Proton permeation into single vesicles occurs via a sequential two-step mechanism and is heterogeneous.

This article describes the first single-vesicle study of proton permeability across the lipid membrane of small (approximately 100 nm) uni- and multilamellar vesicles, which were composed of 1-palmitoyl-2-oleoyl-sn-glycero-3-phosphocholine (POPC). To follow proton permeation into the internal volume of each vesicle, we encapsulated carboxyfluorescein, a pH-sensitive dye whose fluorescence was quenched in the presence of excess protons. A microfluidic platform was used for easy exchange of high- and low-pH solutions, and fluorescence quenching of single vesicles was detected with single-molecule total internal reflection fluorescence (TIRF) microscopy. Upon solution exchange and acidification of the extravesicular solution (from pH 9 to 3.5), we observed for each vesicle a biphasic decay in fluorescence. Through single-vesicle analysis, we found that rate constants for the first decay followed a Poisson distribution, whereas rate constants for the second decay followed a normal distribution.
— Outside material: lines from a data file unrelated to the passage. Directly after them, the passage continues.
//! CLI command implementations
//!
//! Commands are organized by domain:
//! - `core` - Shared utilities (config, opening the store, JSON output)
//! - `rank` - Ranking and history commands
//! - `ledger` - Store-level commands (append, breakdown, status)
//!
//! Each command returns a serializable report; `main` prints it as JSON.

pub mod core;
pub mod ledger;
pub mod rank;

// Re-export command functions for main.rs
pub use core::*;
pub use ledger::*;
pub use rank::*;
We propose that proton permeation into each vesicle first arose from formation of transient pores and then transitioned into the second decay phase, which occurred by the solubility-diffusion mechanism. Furthermore, for the bulk population of vesicles, the decay rate constant and vesicle intensity (dependent on size) correlated to give an average permeability coefficient; however, for individual vesicles, we found little correlation, which suggested that proton permeability among single vesicles was heterogeneous in our experiments.